# [What you need to do]
Would you please repeat the data that follows, exactly as it reads?

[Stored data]
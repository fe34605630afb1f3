//! Outgoing HTTP response type and the [`IntoResponse`] conversion trait.
//!
//! Responses are complete values: the handler returns one, every middleware
//! on the way out may inspect or amend it, and only then does the server put
//! it on the wire. Nothing reaches the client while the pipeline is running.

use bytes::Bytes;
use http::header::CONTENT_TYPE;
use http::{HeaderMap, HeaderName, HeaderValue, StatusCode};
use http_body_util::Full;

use crate::json;

/// An outgoing HTTP response.
///
/// # Shortcuts (200 OK)
///
/// ```rust
/// use http::StatusCode;
/// use weft::Response;
///
/// Response::json(br#"{"id":1}"#.to_vec());
/// Response::text("hello");
/// Response::status(StatusCode::NO_CONTENT);
/// ```
///
/// # Builder (custom status or headers)
///
/// ```rust
/// use http::StatusCode;
/// use weft::Response;
///
/// Response::builder()
///     .status(StatusCode::CREATED)
///     .header("location", "/users/42")
///     .json(br#"{"id":42}"#.to_vec());
/// ```
#[derive(Debug)]
pub struct Response {
    pub(crate) status: StatusCode,
    pub(crate) headers: HeaderMap,
    pub(crate) body: Bytes,
}

impl Response {
    /// `200 OK` — `application/json; charset=utf-8`.
    pub fn json(body: impl Into<Bytes>) -> Self {
        Self::builder().json(body)
    }

    /// `200 OK` — `text/plain; charset=utf-8`.
    pub fn text(body: impl Into<String>) -> Self {
        Self::builder().text(body)
    }

    /// Response with no body.
    pub fn status(code: StatusCode) -> Self {
        Self { status: code, headers: HeaderMap::new(), body: Bytes::new() }
    }

    /// Builder for responses that need a custom status or extra headers.
    pub fn builder() -> ResponseBuilder {
        ResponseBuilder { headers: HeaderMap::new(), status: StatusCode::OK }
    }

    pub fn status_code(&self) -> StatusCode { self.status }
    pub fn headers(&self) -> &HeaderMap { &self.headers }
    pub fn headers_mut(&mut self) -> &mut HeaderMap { &mut self.headers }
    pub fn body(&self) -> &[u8] { &self.body }

    pub fn set_status(&mut self, code: StatusCode) {
        self.status = code;
    }

    /// Converts into the hyper-facing response.
    pub fn into_inner(self) -> http::Response<Full<Bytes>> {
        let mut res = http::Response::new(Full::new(self.body));
        *res.status_mut() = self.status;
        *res.headers_mut() = self.headers;
        res
    }
}

/// Fluent builder for [`Response`].
///
/// Obtain via [`Response::builder()`]. Defaults to `200 OK`. Terminated by a
/// typed body method.
pub struct ResponseBuilder {
    headers: HeaderMap,
    status: StatusCode,
}

impl ResponseBuilder {
    pub fn status(mut self, code: StatusCode) -> Self {
        self.status = code;
        self
    }

    /// Appends a header. Names or values that are not valid HTTP are dropped
    /// with a warning.
    pub fn header(mut self, name: &str, value: &str) -> Self {
        match (HeaderName::try_from(name), HeaderValue::try_from(value)) {
            (Ok(name), Ok(value)) => {
                self.headers.append(name, value);
            }
            _ => tracing::warn!(header = name, "dropping invalid response header"),
        }
        self
    }

    /// Terminate with a JSON body.
    pub fn json(self, body: impl Into<Bytes>) -> Response {
        self.bytes(json::CONTENT_TYPE, body)
    }

    /// Terminate with a plain-text body.
    pub fn text(self, body: impl Into<String>) -> Response {
        let body: String = body.into();
        self.bytes("text/plain; charset=utf-8", body)
    }

    /// Terminate with a body of an arbitrary content type.
    pub fn bytes(mut self, content_type: &'static str, body: impl Into<Bytes>) -> Response {
        self.headers.insert(CONTENT_TYPE, HeaderValue::from_static(content_type));
        Response { status: self.status, headers: self.headers, body: body.into() }
    }

    /// Terminate with no body (e.g. `204 No Content`).
    pub fn no_body(self) -> Response {
        Response { status: self.status, headers: self.headers, body: Bytes::new() }
    }
}

/// Conversion into an HTTP [`Response`].
///
/// Implement on your own types to return them directly from handlers. For
/// serde types, wrap them in [`Json`](crate::Json).
pub trait IntoResponse {
    fn into_response(self) -> Response;
}

impl IntoResponse for Response {
    fn into_response(self) -> Response { self }
}

impl IntoResponse for &'static str {
    fn into_response(self) -> Response { Response::text(self) }
}

impl IntoResponse for String {
    fn into_response(self) -> Response { Response::text(self) }
}

/// Return a status directly from a handler: `return StatusCode::NOT_FOUND`
impl IntoResponse for StatusCode {
    fn into_response(self) -> Response { Response::status(self) }
}

impl<T: IntoResponse, E: IntoResponse> IntoResponse for Result<T, E> {
    fn into_response(self) -> Response {
        match self {
            Ok(ok) => ok.into_response(),
            Err(err) => err.into_response(),
        }
    }
}

/// Override the status of any response: `(StatusCode::CREATED, Json(user))`
impl<R: IntoResponse> IntoResponse for (StatusCode, R) {
    fn into_response(self) -> Response {
        let mut res = self.1.into_response();
        res.status = self.0;
        res
    }
}

#[cfg(test)]
mod tests {
    use super::*;

    #[test]
    fn builder_sets_status_headers_and_content_type() {
        let res = Response::builder()
            .status(StatusCode::CREATED)
            .header("location", "/users/42")
            .header("bad header", "x")
            .json(&b"{}"[..]);

        assert_eq!(res.status_code(), StatusCode::CREATED);
        assert_eq!(res.headers()["location"], "/users/42");
        assert_eq!(res.headers()[CONTENT_TYPE], json::CONTENT_TYPE);
        assert_eq!(res.headers().len(), 2);
    }

    #[test]
    fn tuple_overrides_status() {
        let res = (StatusCode::ACCEPTED, "queued").into_response();
        assert_eq!(res.status_code(), StatusCode::ACCEPTED);
        assert_eq!(res.body(), b"queued");
    }

    #[test]
    fn into_inner_preserves_everything() {
        let res = Response::builder().status(StatusCode::IM_A_TEAPOT).text("short and stout");
        let inner = res.into_inner();
        assert_eq!(inner.status(), StatusCode::IM_A_TEAPOT);
        assert_eq!(inner.headers()[CONTENT_TYPE], "text/plain; charset=utf-8");
    }
}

# [Solution to this task]
repository fe34605630afb1f3
//! Outgoing HTTP response type and the [`IntoResponse`] conversion trait.
//!
//! Responses are complete values: the handler returns one, every middleware
//! on the way out may inspect or amend it, and only then does the server put
//! it on the wire. Nothing reaches the client while the pipeline is running.

use bytes::Bytes;
use http::header::CONTENT_TYPE;
use http::{HeaderMap, HeaderName, HeaderValue, StatusCode};
use http_body_util::Full;

use crate::json;

/// An outgoing HTTP response.
///
/// # Shortcuts (200 OK)
///
/// ```rust
/// use http::StatusCode;
/// use weft::Response;
///
/// Response::json(br#"{"id":1}"#.to_vec());
/// Response::text("hello");
/// Response::status(StatusCode::NO_CONTENT);
/// ```
///
/// # Builder (custom status or headers)
///
/// ```rust
/// use http::StatusCode;
/// use weft::Response;
///
/// Response::builder()
///     .status(StatusCode::CREATED)
///     .header("location", "/users/42")
///     .json(br#"{"id":42}"#.to_vec());
/// ```
#[derive(Debug)]
pub struct Response {
    pub(crate) status: StatusCode,
    pub(crate) headers: HeaderMap,
    pub(crate) body: Bytes,
}

impl Response {
    /// `200 OK` — `application/json; charset=utf-8`.
    pub fn json(body: impl Into<Bytes>) -> Self {
        Self::builder().json(body)
    }

    /// `200 OK` — `text/plain; charset=utf-8`.
    pub fn text(body: impl Into<String>) -> Self {
        Self::builder().text(body)
    }

    /// Response with no body.
    pub fn status(code: StatusCode) -> Self {
        Self { status: code, headers: HeaderMap::new(), body: Bytes::new() }
    }

    /// Builder for responses that need a custom status or extra headers.
    pub fn builder() -> ResponseBuilder {
        ResponseBuilder { headers: HeaderMap::new(), status: StatusCode::OK }
    }

    pub fn status_code(&self) -> StatusCode { self.status }
    pub fn headers(&self) -> &HeaderMap { &self.headers }
    pub fn headers_mut(&mut self) -> &mut HeaderMap { &mut self.headers }
    pub fn body(&self) -> &[u8] { &self.body }

    pub fn set_status(&mut self, code: StatusCode) {
        self.status = code;
    }

    /// Converts into the hyper-facing response.
    pub fn into_inner(self) -> http::Response<Full<Bytes>> {
        let mut res = http::Response::new(Full::new(self.body));
        *res.status_mut() = self.status;
        *res.headers_mut() = self.headers;
        res
    }
}

/// Fluent builder for [`Response`].
///
/// Obtain via [`Response::builder()`]. Defaults to `200 OK`. Terminated by a
/// typed body method.
pub struct ResponseBuilder {
    headers: HeaderMap,
    status: StatusCode,
}

impl ResponseBuilder {
    pub fn status(mut self, code: StatusCode) -> Self {
        self.status = code;
        self
    }

    /// Appends a header. Names or values that are not valid HTTP are dropped
    /// with a warning.
    pub fn header(mut self, name: &str, value: &str) -> Self {
        match (HeaderName::try_from(name), HeaderValue::try_from(value)) {
            (Ok(name), Ok(value)) => {
                self.headers.append(name, value);
            }
            _ => tracing::warn!(header = name, "dropping invalid response header"),
        }
        self
    }

    /// Terminate with a JSON body.
    pub fn json(self, body: impl Into<Bytes>) -> Response {
        self.bytes(json::CONTENT_TYPE, body)
    }

    /// Terminate with a plain-text body.
    pub fn text(self, body: impl Into<String>) -> Response {
        let body: String = body.into();
        self.bytes("text/plain; charset=utf-8", body)
    }

    /// Terminate with a body of an arbitrary content type.
    pub fn bytes(mut self, content_type: &'static str, body: impl Into<Bytes>) -> Response {
        self.headers.insert(CONTENT_TYPE, HeaderValue::from_static(content_type));
        Response { status: self.status, headers: self.headers, body: body.into() }
    }

    /// Terminate with no body (e.g. `204 No Content`).
    pub fn no_body(self) -> Response {
        Response { status: self.status, headers: self.headers, body: Bytes::new() }
    }
}

/// Conversion into an HTTP [`Response`].
///
/// Implement on your own types to return them directly from handlers. For
/// serde types, wrap them in [`Json`](crate::Json).
pub trait IntoResponse {
    fn into_response(self) -> Response;
}

impl IntoResponse for Response {
    fn into_response(self) -> Response { self }
}

impl IntoResponse for &'static str {
    fn into_response(self) -> Response { Response::text(self) }
}

impl IntoResponse for String {
    fn into_response(self) -> Response { Response::text(self) }
}

/// Return a status directly from a handler: `return StatusCode::NOT_FOUND`
impl IntoResponse for StatusCode {
    fn into_response(self) -> Response { Response::status(self) }
}

impl<T: IntoResponse, E: IntoResponse> IntoResponse for Result<T, E> {
    fn into_response(self) -> Response {
        match self {
            Ok(ok) => ok.into_response(),
            Err(err) => err.into_response(),
        }
    }
}

/// Override the status of any response: `(StatusCode::CREATED, Json(user))`
impl<R: IntoResponse> IntoResponse for (StatusCode, R) {
    fn into_response(self) -> Response {
        let mut res = self.1.into_response();
        res.status = self.0;
        res
    }
}

#[cfg(test)]
mod tests {
    use super::*;

    #[test]
    fn builder_sets_status_headers_and_content_type() {
        let res = Response::builder()
            .status(StatusCode::CREATED)
            .header("location", "/users/42")
            .header("bad header", "x")
            .json(&b"{}"[..]);

        assert_eq!(res.status_code(), StatusCode::CREATED);
        assert_eq!(res.headers()["location"], "/users/42");
        assert_eq!(res.headers()[CONTENT_TYPE], json::CONTENT_TYPE);
        assert_eq!(res.headers().len(), 2);
    }

    #[test]
    fn tuple_overrides_status() {
        let res = (StatusCode::ACCEPTED, "queued").into_response();
        assert_eq!(res.status_code(), StatusCode::ACCEPTED);
        assert_eq!(res.body(), b"queued");
    }

    #[test]
    fn into_inner_preserves_everything() {
        let res = Response::builder().status(StatusCode::IM_A_TEAPOT).text("short and stout");
        let inner = res.into_inner();
        assert_eq!(inner.status(), StatusCode::IM_A_TEAPOT);
        assert_eq!(inner.headers()[CONTENT_TYPE], "text/plain; charset=utf-8");
    }
}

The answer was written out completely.